| SOURCE DATA |
----------------
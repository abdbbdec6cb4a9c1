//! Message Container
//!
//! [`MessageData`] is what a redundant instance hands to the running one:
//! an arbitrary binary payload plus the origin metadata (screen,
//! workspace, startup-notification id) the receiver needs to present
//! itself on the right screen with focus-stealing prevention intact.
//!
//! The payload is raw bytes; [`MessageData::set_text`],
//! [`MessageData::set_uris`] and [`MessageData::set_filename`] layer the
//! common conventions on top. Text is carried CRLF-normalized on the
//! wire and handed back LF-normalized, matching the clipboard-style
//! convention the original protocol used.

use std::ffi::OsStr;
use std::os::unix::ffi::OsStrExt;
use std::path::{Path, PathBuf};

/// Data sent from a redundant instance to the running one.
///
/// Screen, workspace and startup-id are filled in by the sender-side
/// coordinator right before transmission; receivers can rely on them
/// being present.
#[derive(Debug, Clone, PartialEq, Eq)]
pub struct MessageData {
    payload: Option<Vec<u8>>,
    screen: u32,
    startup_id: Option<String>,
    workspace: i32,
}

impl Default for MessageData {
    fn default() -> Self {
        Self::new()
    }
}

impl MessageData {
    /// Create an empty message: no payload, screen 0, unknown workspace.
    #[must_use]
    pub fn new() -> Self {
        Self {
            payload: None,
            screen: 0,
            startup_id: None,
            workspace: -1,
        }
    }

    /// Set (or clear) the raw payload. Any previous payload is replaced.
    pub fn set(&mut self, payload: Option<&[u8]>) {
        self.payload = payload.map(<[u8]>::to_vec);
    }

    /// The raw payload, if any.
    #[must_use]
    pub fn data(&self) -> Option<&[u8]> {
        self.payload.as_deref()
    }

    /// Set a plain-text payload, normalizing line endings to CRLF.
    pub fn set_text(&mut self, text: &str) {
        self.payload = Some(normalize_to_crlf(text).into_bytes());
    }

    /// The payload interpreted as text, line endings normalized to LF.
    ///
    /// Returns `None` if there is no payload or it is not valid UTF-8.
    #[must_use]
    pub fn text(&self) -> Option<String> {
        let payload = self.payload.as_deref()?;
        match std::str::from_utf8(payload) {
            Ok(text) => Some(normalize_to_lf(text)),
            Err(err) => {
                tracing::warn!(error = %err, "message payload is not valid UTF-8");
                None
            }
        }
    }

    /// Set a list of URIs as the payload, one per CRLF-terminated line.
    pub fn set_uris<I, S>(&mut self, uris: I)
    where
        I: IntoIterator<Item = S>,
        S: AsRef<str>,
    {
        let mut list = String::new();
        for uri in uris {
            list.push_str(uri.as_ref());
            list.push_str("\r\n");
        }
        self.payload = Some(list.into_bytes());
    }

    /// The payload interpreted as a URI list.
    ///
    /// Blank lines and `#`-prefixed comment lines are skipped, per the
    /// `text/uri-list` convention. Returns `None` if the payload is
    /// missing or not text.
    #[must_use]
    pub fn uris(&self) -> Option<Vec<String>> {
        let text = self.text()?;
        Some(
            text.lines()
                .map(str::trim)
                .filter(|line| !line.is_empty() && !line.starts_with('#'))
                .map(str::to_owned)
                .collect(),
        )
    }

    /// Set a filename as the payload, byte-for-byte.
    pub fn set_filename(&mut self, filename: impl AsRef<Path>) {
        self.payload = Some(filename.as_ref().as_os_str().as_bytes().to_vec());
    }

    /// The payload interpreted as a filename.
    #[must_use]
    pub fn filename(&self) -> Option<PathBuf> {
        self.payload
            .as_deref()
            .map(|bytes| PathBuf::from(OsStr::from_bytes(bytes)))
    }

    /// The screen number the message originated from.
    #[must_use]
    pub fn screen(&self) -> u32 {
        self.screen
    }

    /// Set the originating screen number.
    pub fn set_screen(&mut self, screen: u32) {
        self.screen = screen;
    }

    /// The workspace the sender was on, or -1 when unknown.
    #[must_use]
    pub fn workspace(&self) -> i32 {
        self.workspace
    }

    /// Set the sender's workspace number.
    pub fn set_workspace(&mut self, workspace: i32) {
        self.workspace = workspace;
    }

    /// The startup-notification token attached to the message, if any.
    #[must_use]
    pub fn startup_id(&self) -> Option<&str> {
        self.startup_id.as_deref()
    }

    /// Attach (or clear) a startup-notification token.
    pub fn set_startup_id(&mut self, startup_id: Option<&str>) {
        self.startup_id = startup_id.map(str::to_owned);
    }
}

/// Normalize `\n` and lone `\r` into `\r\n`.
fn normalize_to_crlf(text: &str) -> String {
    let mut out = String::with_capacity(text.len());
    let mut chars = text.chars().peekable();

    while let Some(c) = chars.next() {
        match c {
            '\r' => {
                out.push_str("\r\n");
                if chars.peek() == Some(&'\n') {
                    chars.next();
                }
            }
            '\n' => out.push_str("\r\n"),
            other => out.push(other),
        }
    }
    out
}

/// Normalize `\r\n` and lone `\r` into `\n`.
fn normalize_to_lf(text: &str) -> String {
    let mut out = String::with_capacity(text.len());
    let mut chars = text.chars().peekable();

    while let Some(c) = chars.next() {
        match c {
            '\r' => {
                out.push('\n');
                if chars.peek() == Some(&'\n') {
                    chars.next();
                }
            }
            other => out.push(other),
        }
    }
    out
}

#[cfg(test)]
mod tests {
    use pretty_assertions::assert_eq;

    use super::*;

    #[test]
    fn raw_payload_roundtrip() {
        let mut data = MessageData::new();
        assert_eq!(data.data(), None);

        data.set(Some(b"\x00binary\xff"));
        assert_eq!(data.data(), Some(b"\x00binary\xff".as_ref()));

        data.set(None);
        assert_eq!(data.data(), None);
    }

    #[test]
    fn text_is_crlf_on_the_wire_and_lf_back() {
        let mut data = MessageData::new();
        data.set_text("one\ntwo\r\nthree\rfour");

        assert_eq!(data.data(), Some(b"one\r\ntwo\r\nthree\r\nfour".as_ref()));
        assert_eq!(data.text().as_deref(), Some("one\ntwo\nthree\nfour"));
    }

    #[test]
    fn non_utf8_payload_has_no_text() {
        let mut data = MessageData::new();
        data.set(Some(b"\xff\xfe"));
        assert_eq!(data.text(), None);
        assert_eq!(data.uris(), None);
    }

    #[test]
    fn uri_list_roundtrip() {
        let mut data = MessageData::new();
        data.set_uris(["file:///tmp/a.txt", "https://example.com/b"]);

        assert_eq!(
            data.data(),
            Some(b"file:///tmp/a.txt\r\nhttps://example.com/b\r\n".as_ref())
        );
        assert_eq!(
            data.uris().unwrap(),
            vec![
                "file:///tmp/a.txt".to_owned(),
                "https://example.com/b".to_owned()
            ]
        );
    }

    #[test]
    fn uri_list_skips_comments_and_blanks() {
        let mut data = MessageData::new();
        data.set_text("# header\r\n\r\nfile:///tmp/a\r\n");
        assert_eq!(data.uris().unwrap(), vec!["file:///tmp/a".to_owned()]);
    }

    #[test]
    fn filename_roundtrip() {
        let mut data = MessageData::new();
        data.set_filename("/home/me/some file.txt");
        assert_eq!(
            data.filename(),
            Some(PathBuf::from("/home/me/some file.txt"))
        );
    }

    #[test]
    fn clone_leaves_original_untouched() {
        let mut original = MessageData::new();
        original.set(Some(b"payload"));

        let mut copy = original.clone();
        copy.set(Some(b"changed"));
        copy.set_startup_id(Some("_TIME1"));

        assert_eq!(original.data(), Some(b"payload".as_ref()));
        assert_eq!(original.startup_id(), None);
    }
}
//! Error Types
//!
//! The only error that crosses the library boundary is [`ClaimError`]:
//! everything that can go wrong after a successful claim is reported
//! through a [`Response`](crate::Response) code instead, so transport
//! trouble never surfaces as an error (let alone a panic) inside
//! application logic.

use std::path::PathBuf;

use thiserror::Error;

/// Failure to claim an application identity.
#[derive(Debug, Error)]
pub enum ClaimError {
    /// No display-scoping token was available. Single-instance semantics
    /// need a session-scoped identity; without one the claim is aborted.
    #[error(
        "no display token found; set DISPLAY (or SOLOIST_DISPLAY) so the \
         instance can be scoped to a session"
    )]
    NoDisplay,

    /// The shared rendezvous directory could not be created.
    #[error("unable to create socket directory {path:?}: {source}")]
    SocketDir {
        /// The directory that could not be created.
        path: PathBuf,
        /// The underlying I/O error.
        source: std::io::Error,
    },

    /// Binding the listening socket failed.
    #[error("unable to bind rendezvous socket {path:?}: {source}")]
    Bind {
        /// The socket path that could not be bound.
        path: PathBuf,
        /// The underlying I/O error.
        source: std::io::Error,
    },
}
----------------
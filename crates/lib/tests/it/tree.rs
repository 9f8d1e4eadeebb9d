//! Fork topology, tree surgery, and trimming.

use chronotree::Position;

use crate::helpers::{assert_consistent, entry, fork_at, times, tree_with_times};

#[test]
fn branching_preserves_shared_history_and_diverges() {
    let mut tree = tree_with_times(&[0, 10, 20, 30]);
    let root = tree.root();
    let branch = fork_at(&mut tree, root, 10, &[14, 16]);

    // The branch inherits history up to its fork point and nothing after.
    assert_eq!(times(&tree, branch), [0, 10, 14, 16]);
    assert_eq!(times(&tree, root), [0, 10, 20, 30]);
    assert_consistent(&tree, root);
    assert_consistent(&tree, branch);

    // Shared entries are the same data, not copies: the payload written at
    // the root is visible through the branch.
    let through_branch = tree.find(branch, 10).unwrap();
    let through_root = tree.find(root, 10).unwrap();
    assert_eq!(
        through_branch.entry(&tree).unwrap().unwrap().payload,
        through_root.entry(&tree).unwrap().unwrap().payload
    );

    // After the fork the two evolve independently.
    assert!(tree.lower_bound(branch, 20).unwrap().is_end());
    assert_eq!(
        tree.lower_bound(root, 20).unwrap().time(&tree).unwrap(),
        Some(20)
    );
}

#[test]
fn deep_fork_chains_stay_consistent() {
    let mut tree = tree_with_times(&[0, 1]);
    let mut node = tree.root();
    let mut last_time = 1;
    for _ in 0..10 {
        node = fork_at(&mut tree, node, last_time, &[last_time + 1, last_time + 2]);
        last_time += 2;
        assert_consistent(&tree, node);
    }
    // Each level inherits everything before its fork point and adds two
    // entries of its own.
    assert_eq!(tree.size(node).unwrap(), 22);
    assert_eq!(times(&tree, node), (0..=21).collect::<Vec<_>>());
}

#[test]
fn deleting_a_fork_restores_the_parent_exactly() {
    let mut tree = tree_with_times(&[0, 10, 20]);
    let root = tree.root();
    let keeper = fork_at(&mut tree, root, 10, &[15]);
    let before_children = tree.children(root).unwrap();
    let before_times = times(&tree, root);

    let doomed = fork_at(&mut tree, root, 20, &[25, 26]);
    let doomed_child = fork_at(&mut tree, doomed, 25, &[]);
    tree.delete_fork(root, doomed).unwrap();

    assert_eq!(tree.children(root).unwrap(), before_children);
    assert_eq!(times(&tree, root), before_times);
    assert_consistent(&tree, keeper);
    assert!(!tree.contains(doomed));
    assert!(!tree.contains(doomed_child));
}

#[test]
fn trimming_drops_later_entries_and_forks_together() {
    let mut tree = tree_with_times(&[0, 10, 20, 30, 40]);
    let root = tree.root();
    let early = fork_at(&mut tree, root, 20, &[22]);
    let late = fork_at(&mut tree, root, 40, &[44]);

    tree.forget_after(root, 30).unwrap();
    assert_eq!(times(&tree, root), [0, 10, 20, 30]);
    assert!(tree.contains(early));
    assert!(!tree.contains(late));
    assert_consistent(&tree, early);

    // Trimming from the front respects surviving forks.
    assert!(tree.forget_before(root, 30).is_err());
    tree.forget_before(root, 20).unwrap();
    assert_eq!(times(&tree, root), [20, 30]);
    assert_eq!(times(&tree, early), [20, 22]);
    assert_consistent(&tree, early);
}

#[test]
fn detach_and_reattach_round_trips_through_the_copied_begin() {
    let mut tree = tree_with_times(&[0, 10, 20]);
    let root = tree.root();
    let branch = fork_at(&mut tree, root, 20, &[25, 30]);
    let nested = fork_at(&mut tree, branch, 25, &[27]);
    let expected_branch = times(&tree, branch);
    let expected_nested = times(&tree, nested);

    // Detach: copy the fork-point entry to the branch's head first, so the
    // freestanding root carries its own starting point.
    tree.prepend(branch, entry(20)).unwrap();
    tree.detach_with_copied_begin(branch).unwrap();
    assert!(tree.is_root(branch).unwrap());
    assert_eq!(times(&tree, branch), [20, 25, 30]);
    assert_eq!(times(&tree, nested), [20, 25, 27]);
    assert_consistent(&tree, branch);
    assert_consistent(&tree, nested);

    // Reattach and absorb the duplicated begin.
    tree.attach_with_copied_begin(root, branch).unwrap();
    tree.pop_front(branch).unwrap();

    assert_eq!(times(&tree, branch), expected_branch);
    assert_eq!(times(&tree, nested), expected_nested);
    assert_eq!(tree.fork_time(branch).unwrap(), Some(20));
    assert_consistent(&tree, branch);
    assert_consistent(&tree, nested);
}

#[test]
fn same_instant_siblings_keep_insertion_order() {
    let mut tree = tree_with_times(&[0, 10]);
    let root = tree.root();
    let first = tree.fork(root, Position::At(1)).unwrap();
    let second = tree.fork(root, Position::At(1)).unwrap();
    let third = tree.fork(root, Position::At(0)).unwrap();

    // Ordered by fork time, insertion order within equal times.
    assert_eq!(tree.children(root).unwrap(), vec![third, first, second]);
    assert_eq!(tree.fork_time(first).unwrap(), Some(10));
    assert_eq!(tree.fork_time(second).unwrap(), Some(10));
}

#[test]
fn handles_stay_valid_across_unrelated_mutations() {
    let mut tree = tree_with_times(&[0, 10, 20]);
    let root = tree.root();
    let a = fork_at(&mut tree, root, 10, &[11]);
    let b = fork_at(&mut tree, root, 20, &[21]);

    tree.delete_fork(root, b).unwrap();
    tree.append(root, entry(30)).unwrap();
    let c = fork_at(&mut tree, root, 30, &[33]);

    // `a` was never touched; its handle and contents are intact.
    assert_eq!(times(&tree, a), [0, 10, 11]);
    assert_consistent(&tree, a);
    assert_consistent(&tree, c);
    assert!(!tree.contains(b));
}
----------------
Output, from the data above, the lines from the line with "repository abdbbdec6cb4a9c1" to the line with "CRLF-normalized on the" exactly as they stand, both ends included and nothing else.

| PROBLEM SOLUTION |
repository abdbbdec6cb4a9c1
//! Message Container
//!
//! [`MessageData`] is what a redundant instance hands to the running one:
//! an arbitrary binary payload plus the origin metadata (screen,
//! workspace, startup-notification id) the receiver needs to present
//! itself on the right screen with focus-stealing prevention intact.
//!
//! The payload is raw bytes; [`MessageData::set_text`],
//! [`MessageData::set_uris`] and [`MessageData::set_filename`] layer the
//! common conventions on top. Text is carried CRLF-normalized on the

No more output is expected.